EXERCISE DATA
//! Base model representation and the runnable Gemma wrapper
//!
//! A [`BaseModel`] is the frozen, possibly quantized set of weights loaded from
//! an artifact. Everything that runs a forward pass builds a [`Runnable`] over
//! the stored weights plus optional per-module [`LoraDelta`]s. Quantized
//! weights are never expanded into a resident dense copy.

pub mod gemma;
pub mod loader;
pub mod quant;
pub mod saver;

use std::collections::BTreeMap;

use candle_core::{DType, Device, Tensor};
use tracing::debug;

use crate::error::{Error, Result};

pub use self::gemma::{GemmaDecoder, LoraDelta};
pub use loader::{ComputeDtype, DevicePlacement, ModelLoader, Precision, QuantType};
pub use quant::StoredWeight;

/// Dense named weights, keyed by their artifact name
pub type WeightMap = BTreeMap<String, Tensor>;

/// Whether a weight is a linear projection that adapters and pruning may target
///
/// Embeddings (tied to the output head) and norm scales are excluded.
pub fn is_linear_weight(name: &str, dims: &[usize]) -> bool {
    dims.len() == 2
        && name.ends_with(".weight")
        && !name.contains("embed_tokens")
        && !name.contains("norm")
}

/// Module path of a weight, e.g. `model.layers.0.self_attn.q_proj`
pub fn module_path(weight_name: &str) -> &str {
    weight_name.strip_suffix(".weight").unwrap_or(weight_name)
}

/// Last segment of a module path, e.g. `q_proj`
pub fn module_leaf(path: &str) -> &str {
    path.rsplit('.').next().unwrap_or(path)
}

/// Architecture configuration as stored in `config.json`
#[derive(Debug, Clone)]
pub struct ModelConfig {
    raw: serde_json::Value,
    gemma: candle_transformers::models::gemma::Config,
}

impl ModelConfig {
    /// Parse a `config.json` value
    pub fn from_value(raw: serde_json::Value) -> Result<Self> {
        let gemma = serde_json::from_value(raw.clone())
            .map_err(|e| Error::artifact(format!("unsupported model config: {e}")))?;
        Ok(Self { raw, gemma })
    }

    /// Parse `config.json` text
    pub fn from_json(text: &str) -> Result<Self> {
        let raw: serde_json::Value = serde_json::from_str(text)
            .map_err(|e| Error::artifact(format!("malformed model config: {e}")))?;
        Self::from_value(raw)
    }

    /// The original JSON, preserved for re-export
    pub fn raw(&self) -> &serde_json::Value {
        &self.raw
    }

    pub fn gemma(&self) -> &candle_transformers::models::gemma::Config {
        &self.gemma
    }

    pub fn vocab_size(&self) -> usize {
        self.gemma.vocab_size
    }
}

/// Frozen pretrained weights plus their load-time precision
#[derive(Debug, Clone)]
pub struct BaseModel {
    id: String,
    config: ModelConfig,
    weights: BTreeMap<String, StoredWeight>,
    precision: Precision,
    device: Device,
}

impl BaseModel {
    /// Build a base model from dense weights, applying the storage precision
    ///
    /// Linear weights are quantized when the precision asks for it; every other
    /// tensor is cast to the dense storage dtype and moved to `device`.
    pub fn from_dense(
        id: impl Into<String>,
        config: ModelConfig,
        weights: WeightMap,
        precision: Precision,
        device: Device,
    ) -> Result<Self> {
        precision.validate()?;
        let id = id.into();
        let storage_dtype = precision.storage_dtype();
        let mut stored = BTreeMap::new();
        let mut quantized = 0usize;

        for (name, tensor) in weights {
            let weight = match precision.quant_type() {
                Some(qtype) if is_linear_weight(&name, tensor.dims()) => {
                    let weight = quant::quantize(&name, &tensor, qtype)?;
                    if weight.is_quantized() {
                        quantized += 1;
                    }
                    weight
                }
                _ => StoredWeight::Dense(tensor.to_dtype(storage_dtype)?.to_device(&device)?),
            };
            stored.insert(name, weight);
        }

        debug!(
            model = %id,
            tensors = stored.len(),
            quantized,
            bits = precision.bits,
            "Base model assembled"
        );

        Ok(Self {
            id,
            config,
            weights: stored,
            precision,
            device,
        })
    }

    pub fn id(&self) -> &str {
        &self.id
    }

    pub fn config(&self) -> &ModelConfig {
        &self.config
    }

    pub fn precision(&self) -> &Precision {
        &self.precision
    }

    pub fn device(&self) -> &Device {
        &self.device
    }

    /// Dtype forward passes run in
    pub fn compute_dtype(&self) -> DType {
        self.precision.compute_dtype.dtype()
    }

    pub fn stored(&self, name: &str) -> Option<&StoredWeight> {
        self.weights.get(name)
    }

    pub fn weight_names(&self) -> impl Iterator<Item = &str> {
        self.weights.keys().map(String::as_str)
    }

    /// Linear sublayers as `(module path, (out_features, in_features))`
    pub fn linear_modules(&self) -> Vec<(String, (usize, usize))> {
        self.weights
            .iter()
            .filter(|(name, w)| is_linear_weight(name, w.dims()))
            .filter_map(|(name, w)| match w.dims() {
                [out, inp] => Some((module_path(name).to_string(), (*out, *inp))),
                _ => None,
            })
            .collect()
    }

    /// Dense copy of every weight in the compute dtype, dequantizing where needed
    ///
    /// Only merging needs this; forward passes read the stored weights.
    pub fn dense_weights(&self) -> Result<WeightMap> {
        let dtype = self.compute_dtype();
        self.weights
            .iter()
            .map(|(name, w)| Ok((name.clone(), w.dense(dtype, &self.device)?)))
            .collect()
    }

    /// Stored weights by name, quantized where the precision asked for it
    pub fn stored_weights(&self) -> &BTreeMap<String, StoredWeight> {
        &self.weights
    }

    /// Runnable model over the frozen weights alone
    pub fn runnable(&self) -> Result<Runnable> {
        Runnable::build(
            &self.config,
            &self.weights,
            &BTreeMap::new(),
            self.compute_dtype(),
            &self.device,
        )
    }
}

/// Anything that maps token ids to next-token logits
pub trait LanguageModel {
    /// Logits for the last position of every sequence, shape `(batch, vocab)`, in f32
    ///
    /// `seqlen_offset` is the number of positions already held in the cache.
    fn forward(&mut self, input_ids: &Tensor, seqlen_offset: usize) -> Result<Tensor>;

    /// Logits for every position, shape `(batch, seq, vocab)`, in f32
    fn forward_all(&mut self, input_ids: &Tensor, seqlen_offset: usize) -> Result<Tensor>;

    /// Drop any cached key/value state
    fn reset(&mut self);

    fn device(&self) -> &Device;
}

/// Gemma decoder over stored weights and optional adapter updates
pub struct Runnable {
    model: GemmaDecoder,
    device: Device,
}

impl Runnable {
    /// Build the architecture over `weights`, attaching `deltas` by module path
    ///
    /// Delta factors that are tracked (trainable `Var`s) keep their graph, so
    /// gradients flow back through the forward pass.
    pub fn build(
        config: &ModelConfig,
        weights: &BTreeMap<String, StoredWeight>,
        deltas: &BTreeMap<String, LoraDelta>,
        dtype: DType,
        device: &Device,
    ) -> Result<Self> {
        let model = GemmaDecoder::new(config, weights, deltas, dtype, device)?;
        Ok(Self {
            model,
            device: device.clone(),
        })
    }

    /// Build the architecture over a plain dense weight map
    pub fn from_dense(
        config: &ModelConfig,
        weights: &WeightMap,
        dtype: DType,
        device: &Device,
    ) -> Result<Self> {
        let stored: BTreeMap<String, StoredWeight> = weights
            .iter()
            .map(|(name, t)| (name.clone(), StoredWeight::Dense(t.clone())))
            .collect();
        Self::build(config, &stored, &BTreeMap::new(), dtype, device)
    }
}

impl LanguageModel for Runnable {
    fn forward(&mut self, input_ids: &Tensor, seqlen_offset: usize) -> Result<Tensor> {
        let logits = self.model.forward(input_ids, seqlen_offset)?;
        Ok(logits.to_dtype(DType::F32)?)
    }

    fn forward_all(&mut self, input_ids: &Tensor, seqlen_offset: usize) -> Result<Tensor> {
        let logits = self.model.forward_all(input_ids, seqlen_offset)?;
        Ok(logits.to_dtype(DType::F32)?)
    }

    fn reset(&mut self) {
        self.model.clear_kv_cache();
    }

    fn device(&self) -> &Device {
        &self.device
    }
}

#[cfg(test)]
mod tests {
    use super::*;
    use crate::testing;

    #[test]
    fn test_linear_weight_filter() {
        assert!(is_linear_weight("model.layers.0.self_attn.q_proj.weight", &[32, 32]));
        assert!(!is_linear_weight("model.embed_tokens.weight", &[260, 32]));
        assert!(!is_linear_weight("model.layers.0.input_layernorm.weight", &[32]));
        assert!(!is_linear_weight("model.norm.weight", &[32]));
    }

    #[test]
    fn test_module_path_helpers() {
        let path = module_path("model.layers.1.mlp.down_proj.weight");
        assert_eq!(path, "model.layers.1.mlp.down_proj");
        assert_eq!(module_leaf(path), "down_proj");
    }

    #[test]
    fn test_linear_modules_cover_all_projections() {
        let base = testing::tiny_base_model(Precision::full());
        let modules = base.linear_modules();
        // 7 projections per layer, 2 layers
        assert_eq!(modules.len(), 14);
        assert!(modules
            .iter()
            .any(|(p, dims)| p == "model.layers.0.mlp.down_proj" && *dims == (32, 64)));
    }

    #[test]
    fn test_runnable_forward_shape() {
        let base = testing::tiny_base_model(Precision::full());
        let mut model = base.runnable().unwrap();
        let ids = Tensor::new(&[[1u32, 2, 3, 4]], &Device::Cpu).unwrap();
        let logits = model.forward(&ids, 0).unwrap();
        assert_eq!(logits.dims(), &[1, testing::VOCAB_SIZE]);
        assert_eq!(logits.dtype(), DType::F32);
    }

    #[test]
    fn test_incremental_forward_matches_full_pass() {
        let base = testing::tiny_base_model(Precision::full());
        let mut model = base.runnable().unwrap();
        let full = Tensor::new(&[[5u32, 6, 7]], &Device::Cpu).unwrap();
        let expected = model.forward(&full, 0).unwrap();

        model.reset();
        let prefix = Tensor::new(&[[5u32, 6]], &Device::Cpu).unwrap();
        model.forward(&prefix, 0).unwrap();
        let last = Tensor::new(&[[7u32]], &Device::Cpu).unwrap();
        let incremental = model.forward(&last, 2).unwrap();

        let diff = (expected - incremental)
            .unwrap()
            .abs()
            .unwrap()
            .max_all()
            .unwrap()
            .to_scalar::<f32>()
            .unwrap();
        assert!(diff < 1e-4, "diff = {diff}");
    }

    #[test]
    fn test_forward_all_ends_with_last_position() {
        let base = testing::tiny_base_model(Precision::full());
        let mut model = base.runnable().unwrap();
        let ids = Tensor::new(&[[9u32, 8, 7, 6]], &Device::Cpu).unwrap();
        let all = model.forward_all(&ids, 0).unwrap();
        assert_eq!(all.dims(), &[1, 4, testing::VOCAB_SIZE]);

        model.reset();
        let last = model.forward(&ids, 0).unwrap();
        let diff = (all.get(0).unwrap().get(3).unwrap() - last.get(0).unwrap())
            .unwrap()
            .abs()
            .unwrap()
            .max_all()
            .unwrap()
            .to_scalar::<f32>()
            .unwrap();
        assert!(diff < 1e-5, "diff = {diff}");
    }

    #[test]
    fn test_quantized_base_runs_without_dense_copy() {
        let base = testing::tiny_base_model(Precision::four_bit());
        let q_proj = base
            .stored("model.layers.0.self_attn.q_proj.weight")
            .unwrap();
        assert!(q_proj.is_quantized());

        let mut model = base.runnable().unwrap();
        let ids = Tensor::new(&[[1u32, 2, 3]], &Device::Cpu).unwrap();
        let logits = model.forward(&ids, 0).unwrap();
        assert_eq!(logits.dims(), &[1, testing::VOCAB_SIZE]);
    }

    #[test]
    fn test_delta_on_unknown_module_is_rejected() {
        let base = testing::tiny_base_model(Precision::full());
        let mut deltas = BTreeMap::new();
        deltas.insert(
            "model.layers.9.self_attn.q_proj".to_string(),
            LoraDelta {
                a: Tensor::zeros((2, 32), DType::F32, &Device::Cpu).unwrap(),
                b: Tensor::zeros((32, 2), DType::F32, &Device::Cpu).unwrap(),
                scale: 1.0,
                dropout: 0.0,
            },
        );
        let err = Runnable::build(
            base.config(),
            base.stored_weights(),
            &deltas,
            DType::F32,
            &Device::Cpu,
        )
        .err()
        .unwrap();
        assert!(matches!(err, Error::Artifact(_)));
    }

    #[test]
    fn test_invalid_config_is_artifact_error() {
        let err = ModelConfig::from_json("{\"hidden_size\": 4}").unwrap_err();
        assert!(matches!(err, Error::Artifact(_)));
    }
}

TASK DIRECTIONS
Each line from the beginning of the listing up to the line where "use std::collections::BTreeMap;" appears needs to be given again exactly; please add nothing else.

FINISHED TASK
//! Base model representation and the runnable Gemma wrapper
//!
//! A [`BaseModel`] is the frozen, possibly quantized set of weights loaded from
//! an artifact. Everything that runs a forward pass builds a [`Runnable`] over
//! the stored weights plus optional per-module [`LoraDelta`]s. Quantized
//! weights are never expanded into a resident dense copy.

pub mod gemma;
pub mod loader;
pub mod quant;
pub mod saver;

use std::collections::BTreeMap;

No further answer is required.